### Task item
Only the number is requested. Tally the lines of the data that hold the string "require".

Entries taken from a collection:
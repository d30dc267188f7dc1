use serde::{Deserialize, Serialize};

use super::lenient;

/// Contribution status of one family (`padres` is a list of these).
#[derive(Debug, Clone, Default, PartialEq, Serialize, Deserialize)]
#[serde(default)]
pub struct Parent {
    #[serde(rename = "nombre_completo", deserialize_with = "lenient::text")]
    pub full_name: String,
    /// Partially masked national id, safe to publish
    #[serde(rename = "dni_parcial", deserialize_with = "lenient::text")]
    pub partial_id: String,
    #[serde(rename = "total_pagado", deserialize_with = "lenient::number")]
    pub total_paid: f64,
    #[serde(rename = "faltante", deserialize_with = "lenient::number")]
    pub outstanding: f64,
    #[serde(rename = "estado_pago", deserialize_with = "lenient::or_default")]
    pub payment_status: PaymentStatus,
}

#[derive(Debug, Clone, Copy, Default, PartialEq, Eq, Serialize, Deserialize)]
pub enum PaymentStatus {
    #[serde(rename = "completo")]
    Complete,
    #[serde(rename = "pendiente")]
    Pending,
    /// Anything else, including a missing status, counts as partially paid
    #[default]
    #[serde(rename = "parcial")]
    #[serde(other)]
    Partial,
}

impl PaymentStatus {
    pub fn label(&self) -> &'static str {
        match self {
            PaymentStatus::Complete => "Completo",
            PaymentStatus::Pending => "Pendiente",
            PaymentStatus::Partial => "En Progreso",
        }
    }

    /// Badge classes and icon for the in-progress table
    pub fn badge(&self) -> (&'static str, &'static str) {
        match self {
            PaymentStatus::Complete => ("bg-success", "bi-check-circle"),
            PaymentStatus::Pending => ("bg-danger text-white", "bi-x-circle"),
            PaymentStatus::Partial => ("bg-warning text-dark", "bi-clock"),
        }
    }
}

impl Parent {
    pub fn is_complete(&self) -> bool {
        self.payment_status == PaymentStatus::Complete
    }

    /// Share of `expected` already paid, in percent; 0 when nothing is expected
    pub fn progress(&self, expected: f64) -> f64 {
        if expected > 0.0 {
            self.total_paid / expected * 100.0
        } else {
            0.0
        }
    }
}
--
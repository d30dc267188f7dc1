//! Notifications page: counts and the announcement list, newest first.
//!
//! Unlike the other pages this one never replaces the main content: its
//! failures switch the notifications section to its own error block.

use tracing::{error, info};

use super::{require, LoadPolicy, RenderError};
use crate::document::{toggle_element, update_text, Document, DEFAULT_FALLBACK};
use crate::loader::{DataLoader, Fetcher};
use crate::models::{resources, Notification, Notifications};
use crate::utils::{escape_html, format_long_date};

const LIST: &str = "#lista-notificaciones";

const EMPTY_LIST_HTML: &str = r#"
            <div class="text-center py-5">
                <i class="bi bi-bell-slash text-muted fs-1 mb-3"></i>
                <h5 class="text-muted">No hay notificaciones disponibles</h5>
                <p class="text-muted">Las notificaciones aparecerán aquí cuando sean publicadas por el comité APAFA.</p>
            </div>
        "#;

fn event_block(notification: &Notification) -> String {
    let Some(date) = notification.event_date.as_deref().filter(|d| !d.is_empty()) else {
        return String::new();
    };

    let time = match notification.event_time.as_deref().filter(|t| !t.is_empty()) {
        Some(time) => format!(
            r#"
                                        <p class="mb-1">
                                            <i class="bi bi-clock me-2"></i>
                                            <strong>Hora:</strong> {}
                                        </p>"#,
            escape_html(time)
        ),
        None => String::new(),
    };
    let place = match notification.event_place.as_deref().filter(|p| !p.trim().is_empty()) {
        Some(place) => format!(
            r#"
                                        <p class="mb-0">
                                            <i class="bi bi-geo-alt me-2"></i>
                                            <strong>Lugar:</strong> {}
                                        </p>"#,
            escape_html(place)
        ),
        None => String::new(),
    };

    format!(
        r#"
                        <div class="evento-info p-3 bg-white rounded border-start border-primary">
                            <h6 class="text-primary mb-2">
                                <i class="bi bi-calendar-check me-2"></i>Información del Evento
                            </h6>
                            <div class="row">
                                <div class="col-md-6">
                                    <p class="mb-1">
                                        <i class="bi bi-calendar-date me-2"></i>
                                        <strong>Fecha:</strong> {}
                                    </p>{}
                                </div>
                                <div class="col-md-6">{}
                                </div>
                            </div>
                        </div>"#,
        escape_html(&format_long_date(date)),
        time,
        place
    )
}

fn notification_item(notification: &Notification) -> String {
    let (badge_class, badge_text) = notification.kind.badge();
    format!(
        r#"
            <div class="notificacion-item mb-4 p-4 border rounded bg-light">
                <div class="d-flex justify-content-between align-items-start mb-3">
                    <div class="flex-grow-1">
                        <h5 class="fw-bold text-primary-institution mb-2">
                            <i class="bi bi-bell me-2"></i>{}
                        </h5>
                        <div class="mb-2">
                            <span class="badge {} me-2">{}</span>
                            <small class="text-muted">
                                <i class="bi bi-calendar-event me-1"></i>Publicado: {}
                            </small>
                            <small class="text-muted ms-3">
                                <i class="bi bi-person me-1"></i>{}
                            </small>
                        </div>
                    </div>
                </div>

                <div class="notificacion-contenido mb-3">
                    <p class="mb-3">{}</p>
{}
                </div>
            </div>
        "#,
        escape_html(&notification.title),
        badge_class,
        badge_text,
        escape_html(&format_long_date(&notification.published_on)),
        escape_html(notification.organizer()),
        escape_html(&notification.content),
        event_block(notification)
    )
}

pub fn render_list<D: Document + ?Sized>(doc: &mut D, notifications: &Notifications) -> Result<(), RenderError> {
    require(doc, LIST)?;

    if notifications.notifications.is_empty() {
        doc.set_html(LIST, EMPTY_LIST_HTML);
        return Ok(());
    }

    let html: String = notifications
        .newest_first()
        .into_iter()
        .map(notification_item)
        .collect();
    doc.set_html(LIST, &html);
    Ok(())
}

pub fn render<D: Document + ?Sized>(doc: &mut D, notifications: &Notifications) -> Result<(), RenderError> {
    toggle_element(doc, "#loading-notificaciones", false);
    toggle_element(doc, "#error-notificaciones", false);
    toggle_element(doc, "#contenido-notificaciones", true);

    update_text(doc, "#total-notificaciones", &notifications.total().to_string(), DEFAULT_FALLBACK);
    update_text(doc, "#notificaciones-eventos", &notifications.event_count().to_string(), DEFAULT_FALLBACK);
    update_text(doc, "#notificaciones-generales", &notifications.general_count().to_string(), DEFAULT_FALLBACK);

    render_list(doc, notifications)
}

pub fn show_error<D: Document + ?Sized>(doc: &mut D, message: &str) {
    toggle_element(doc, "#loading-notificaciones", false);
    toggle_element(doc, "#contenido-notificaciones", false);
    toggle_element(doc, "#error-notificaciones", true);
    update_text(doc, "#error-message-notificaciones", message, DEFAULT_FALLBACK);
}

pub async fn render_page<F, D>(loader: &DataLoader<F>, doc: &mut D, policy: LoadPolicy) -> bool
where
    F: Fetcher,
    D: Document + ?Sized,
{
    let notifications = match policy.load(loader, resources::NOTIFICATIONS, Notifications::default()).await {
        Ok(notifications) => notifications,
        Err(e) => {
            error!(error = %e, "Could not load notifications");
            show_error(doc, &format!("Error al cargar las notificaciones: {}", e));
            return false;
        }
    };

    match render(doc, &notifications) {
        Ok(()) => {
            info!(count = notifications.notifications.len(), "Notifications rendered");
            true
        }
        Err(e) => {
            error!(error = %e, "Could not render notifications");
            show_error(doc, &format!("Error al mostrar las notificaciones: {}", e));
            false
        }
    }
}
--
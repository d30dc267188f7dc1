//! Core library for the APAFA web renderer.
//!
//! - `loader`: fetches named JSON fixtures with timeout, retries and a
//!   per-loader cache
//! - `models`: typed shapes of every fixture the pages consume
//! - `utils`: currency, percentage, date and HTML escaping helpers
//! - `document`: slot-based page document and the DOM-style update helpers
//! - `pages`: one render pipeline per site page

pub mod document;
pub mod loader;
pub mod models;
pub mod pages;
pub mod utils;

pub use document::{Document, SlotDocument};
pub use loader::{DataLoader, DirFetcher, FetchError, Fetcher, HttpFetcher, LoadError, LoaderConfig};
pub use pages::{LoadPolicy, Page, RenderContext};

### Result for this exercise
2